McIntyre v. Colvin, 758 F.3d 146, 150 (2d Cir. 2014).

IV. ANALYSIS

Plaintiff argues the ALJ erred in her reliance on the opinion of non-examining medical expert Jack Thomas, M.D., who opined Plaintiff had moderate-to-mild work-related limitations, because the doctor did not examine Plaintiff and his opinion was “vague.” (Dkt. No. at 11 8-9.) Plaintiff asserts the ALJ should have given more “weight” to the opinion of treating nurse practitioner Jeanne Salada-Conroy because she was more familiar with Plaintiff's mental status. (Id. at 9-10.) Defendant argues the ALJ properly formulated Plaintiff's mental RFC on the record as a whole. (Dkt. No.12.)

Under 20 C.F.R. § 416.920c the ALJ must articulate how she considered certain factors in assessing medical opinions. See 20 C.F.R. § 416.920c(a)-(c).
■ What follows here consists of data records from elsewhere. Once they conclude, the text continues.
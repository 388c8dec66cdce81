// src/preview.rs
//! Отладочный вывод карты: PNG-превью и JSON для внешнего рендера
//!
//! Превью рисует каждый тайл гексом («остриём вверх») в цвете его биома.
//! Без флага `visualize_biomes` цвет суши затемняется по высоте, чтобы был виден рельеф.
//! Города — жёлтые, как в [`TOWN_SKIN`]. С флагом `show_coords` центр каждого тайла
//! отмечается чёрной точкой.

use crate::biome::{Biome, BiomeSkins, TOWN_SKIN};
use crate::config::MapConfig;
use crate::error::ExportError;
use crate::generator::GenerationReport;
use crate::map::MapDefinition;
use image::{ImageBuffer, Rgba, RgbaImage};
use imageproc::drawing::{draw_filled_circle_mut, draw_polygon_mut};
use imageproc::point::Point;
use serde::Serialize;
use std::fs;
use std::path::Path;

/// Цвет для биомов без записи в таблице внешнего вида
const MISSING_SKIN_COLOR: [u8; 3] = [255, 0, 255];
const BACKGROUND: Rgba<u8> = Rgba([12, 18, 28, 255]);
const CENTER_MARK: Rgba<u8> = Rgba([0, 0, 0, 255]);

/// Минимальный радиус гекса в пикселях
pub const MIN_CELL_SIZE: f32 = 1.0;

#[derive(Debug, Clone, Copy)]
pub struct PreviewOptions {
    /// Радиус гекса в пикселях
    pub cell_size: f32,
    /// Затемнять сушу по высоте
    pub shade_by_height: bool,
    /// Отмечать центры тайлов
    pub mark_centers: bool,
}

impl PreviewOptions {
    #[must_use]
    pub fn for_config(config: &MapConfig) -> Self {
        Self {
            shade_by_height: !config.debug.visualize_biomes,
            mark_centers: config.debug.show_coords,
            ..Self::default()
        }
    }
}

impl Default for PreviewOptions {
    fn default() -> Self {
        Self {
            cell_size: 6.0,
            shade_by_height: true,
            mark_centers: false,
        }
    }
}

/// Рисует карту в RGBA-изображение
pub fn render_preview(
    map: &MapDefinition,
    skins: &BiomeSkins,
    options: PreviewOptions,
) -> Result<RgbaImage, ExportError> {
    let cell = options.cell_size;
    if cell.is_nan() || cell < MIN_CELL_SIZE {
        return Err(ExportError::CellTooSmall(cell));
    }
    let tiles = map.render_tiles(skins, cell);
    if tiles.is_empty() {
        return Err(ExportError::EmptyImage);
    }

    let (min_x, max_x, min_z, max_z) = tiles.iter().fold(
        (f32::INFINITY, f32::NEG_INFINITY, f32::INFINITY, f32::NEG_INFINITY),
        |(ax, bx, az, bz), t| {
            (
                ax.min(t.world[0]),
                bx.max(t.world[0]),
                az.min(t.world[2]),
                bz.max(t.world[2]),
            )
        },
    );
    let width = (max_x - min_x + cell * 2.0).ceil() as u32 + 1;
    let height = (max_z - min_z + cell * 2.0).ceil() as u32 + 1;
    let mut img: RgbaImage = ImageBuffer::from_pixel(width, height, BACKGROUND);

    let (lo, hi) = height_range(map);
    for tile in &tiles {
        let cx = tile.world[0] - min_x + cell;
        let cz = tile.world[2] - min_z + cell;

        let mut rgb = match tile.skin {
            Some(skin) => skin.color,
            None => MISSING_SKIN_COLOR,
        };
        if options.shade_by_height && !tile.has_town && tile.biome != Biome::Water {
            let h = map.surface_height(tile.position).unwrap_or(lo);
            let t = if hi > lo { (h - lo) / (hi - lo) } else { 1.0 };
            rgb = shade(rgb, 0.55 + 0.45 * t);
        }
        if tile.has_town {
            rgb = TOWN_SKIN.color;
        }

        fill_hex(&mut img, cx, cz, cell, Rgba([rgb[0], rgb[1], rgb[2], 255]));
        if options.mark_centers {
            let mark_radius = ((cell / 5.0).round() as i32).max(0);
            draw_filled_circle_mut(
                &mut img,
                (cx.round() as i32, cz.round() as i32),
                mark_radius,
                CENTER_MARK,
            );
        }
    }

    Ok(img)
}

/// Сохраняет превью в PNG
pub fn save_preview_png(
    map: &MapDefinition,
    skins: &BiomeSkins,
    options: PreviewOptions,
    path: impl AsRef<Path>,
) -> Result<(), ExportError> {
    let img = render_preview(map, skins, options)?;
    img.save(path)?;
    Ok(())
}

#[derive(Debug, Serialize)]
struct TileExport {
    x: i32,
    z: i32,
    biome: Biome,
    has_town: bool,
    /// Высота для рендера (вода — на уровне воды)
    height: f32,
}

#[derive(Debug, Serialize)]
struct MapExport<'a> {
    seed: f64,
    config: &'a MapConfig,
    #[serde(skip_serializing_if = "Option::is_none")]
    report: Option<&'a GenerationReport>,
    tiles: Vec<TileExport>,
}

/// Карта в JSON: конфигурация, сводка генерации и плоский список тайлов
pub fn map_to_json(
    map: &MapDefinition,
    report: Option<&GenerationReport>,
) -> Result<String, ExportError> {
    let tiles = map
        .tiles()
        .values()
        .map(|t| TileExport {
            x: t.position.x,
            z: t.position.z,
            biome: t.biome,
            has_town: t.has_town,
            height: map
                .surface_height(t.position)
                .unwrap_or(map.config().water_level),
        })
        .collect();
    let export = MapExport {
        seed: map.seed(),
        config: map.config(),
        report,
        tiles,
    };
    Ok(serde_json::to_string_pretty(&export)?)
}

pub fn save_json(
    map: &MapDefinition,
    report: Option<&GenerationReport>,
    path: impl AsRef<Path>,
) -> Result<(), ExportError> {
    fs::write(path, map_to_json(map, report)?)?;
    Ok(())
}

fn height_range(map: &MapDefinition) -> (f32, f32) {
    map.tiles()
        .keys()
        .filter_map(|&c| map.surface_height(c))
        .fold((f32::INFINITY, f32::NEG_INFINITY), |(lo, hi), h| {
            (lo.min(h), hi.max(h))
        })
}

/// Закрашивает гекс; при мелких размерах округлённые углы могут совпасть
fn fill_hex(img: &mut RgbaImage, cx: f32, cz: f32, radius: f32, color: Rgba<u8>) {
    let mut polygon = hex_polygon(cx, cz, radius).to_vec();
    polygon.dedup();
    while polygon.len() > 1 && polygon.first() == polygon.last() {
        polygon.pop();
    }
    if polygon.len() >= 3 {
        draw_polygon_mut(img, &polygon, color);
        return;
    }
    let (x, z) = (cx.round(), cz.round());
    if x >= 0.0 && z >= 0.0 && (x as u32) < img.width() && (z as u32) < img.height() {
        img.put_pixel(x as u32, z as u32, color);
    }
}

fn hex_polygon(cx: f32, cz: f32, radius: f32) -> [Point<i32>; 6] {
    std::array::from_fn(|i| {
        let angle = (60.0 * i as f32 - 30.0).to_radians();
        Point::new(
            (cx + radius * angle.cos()).round() as i32,
            (cz + radius * angle.sin()).round() as i32,
        )
    })
}

fn shade(rgb: [u8; 3], factor: f32) -> [u8; 3] {
    rgb.map(|c| (f32::from(c) * factor).clamp(0.0, 255.0) as u8)
}
// src/hex.rs
//! Математика гексагональной сетки
//!
//! Осевые координаты `(x, z)` — основной способ адресации тайлов.
//! Кубические координаты `(x, y, z)` с инвариантом `x + y + z == 0` используются для расстояний.
//!
//! Все функции чистые: никакого состояния, никаких ошибок.

use serde::{Deserialize, Serialize};

/// Осевая координата тайла на гексагональной сетке
#[derive(Debug, Clone, Copy, PartialEq, Eq, Hash, PartialOrd, Ord, Serialize, Deserialize, Default)]
pub struct AxialCoord {
    pub x: i32,
    pub z: i32,
}

/// Кубическая форма осевой координаты
#[derive(Debug, Clone, Copy, PartialEq, Eq, Hash)]
pub struct CubeCoord {
    pub x: i32,
    pub y: i32,
    pub z: i32,
}

/// Смещения шести соседей в осевых координатах
const NEIGHBOR_OFFSETS: [(i32, i32); 6] = [(1, 0), (-1, 0), (0, 1), (0, -1), (1, -1), (-1, 1)];

impl AxialCoord {
    pub const ORIGIN: AxialCoord = AxialCoord { x: 0, z: 0 };

    #[must_use]
    pub const fn new(x: i32, z: i32) -> Self {
        Self { x, z }
    }

    #[must_use]
    pub fn to_cube(self) -> CubeCoord {
        CubeCoord::new(self.x, -self.x - self.z, self.z)
    }

    /// Расстояние до начала координат
    #[must_use]
    pub fn distance(self) -> i32 {
        self.to_cube().length()
    }

    /// Расстояние между двумя тайлами (число шагов по сетке)
    #[must_use]
    pub fn distance_to(self, other: AxialCoord) -> i32 {
        AxialCoord::new(self.x - other.x, self.z - other.z).distance()
    }

    /// Шесть соседних тайлов
    #[must_use]
    pub fn neighbors(self) -> [AxialCoord; 6] {
        NEIGHBOR_OFFSETS.map(|(dx, dz)| AxialCoord::new(self.x + dx, self.z + dz))
    }

    /// Все координаты на расстоянии `1..=range` от `self` (сам `self` не входит)
    ///
    /// Количество: `3·range² + 3·range`.
    #[must_use]
    pub fn neighbors_within_range(self, range: i32) -> Vec<AxialCoord> {
        let mut result = disc_around(self, range);
        result.retain(|&c| c != self);
        result
    }

    /// Мировая позиция центра тайла (гексы «остриём вверх»)
    ///
    /// `outer_radius` — расстояние от центра до вершины гекса.
    /// Возвращает пару `(x, z)` в плоскости земли.
    #[must_use]
    pub fn to_world(self, outer_radius: f32) -> (f32, f32) {
        let inner_radius = outer_radius * (3.0_f32.sqrt() / 2.0);
        let wx = (self.x as f32 + self.z as f32 * 0.5) * (inner_radius * 2.0);
        let wz = self.z as f32 * outer_radius * 1.5;
        (wx, wz)
    }
}

impl CubeCoord {
    #[must_use]
    pub fn new(x: i32, y: i32, z: i32) -> Self {
        debug_assert_eq!(x + y + z, 0, "нарушен инвариант кубических координат");
        Self { x, y, z }
    }

    /// Расстояние Чебышёва до начала координат
    #[must_use]
    pub fn length(self) -> i32 {
        self.x.abs().max(self.y.abs()).max(self.z.abs())
    }

    #[must_use]
    pub fn to_axial(self) -> AxialCoord {
        AxialCoord::new(self.x, self.z)
    }
}

impl From<AxialCoord> for CubeCoord {
    fn from(axial: AxialCoord) -> Self {
        axial.to_cube()
    }
}

/// Диск радиуса `radius` вокруг начала координат, включая центр
///
/// Порядок обхода детерминирован: по кубическому X, затем по кубическому Y.
/// Количество: `3·r² + 3·r + 1` (для `r < 0` — пусто).
#[must_use]
pub fn disc(radius: i32) -> Vec<AxialCoord> {
    disc_around(AxialCoord::ORIGIN, radius)
}

/// Число тайлов в диске радиуса `radius`
#[must_use]
pub fn disc_size(radius: i32) -> usize {
    if radius < 0 {
        return 0;
    }
    let r = radius as usize;
    3 * r * r + 3 * r + 1
}

fn disc_around(center: AxialCoord, range: i32) -> Vec<AxialCoord> {
    let mut result = Vec::with_capacity(disc_size(range));
    for cube_x in -range..=range {
        let y_min = (-range).max(-cube_x - range);
        let y_max = range.min(-cube_x + range);
        for cube_y in y_min..=y_max {
            let cube_z = -cube_x - cube_y;
            result.push(AxialCoord::new(center.x + cube_x, center.z + cube_z));
        }
    }
    result
}
pub mod biome;
pub mod config;
pub mod error;
pub mod flood_fill;
pub mod generator;
pub mod heightmap;
pub mod hex;
pub mod island;
pub mod map;
pub mod preview;
pub mod towns;

pub use biome::{Biome, BiomeClassifier, BiomeSkins};
pub use config::{BiomePolicy, BiomeSettings, HeightSettings, MapConfig, TownSettings};
pub use error::{ConfigError, ExportError, MapGenError};
pub use generator::{GeneratedMap, GenerationReport, MapGenerator, generate_map};
pub use heightmap::{HeightField, Heightmap, NoiseSource};
pub use hex::{AxialCoord, CubeCoord};
pub use map::{MapDefinition, Tile, TileMap};
pub use towns::{PlacementOutcome, PlacementReport};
The regulatory factors are: (1) supportability, (2) consistency, (3) relationship with the claimant (which has five sub-factors of its own to consider), (4) specialization, and (5) other factors. Id. § 416.920c(c). An ALJ must explain her approach with respect to the first two factors when considering a medical opinion, but need not expound on the remaining three. Id. § 416.920c(b). The ALJ is tasked with analyzing medical opinions at the source-level, meaning that the ALJ need not discuss each and every medical opinion in the record, and may apply the factors holistically to a single medical source. Id. § 416.920c(b)(1). These rules do not apply to the ALJ analysis or consideration of nonmedical sources. Id. § 416.920c(d).

On January 18, 2017, the agency published final rules titled “Revisions to Rules Regarding the Evaluation of Medical Evidence.” 82 Fed.Reg. 5844. These final rules were effective as of March 27, 2017. Some of the new final rules state that they apply only to applications/claims filed before March 27, 2017, or only to applications/claims filed on or after March 27, 2017. See, e.g., 20 C.F.R. § 416.927 (explaining how an adjudicator considers medical opinions for claims filed before March 27, 2017) and 20 C.F.R. § 416.920c (explaining how an adjudicator considers medical opinions for claims filed on or after March 27, 2017); see also Notice of Proposed Rulemaking, 81 Fed.Reg. 62560, 62578 (Sept. 9, 2016) (summarizing proposed implementation process). Here, Plaintiff filed his claim after March 27, 2017.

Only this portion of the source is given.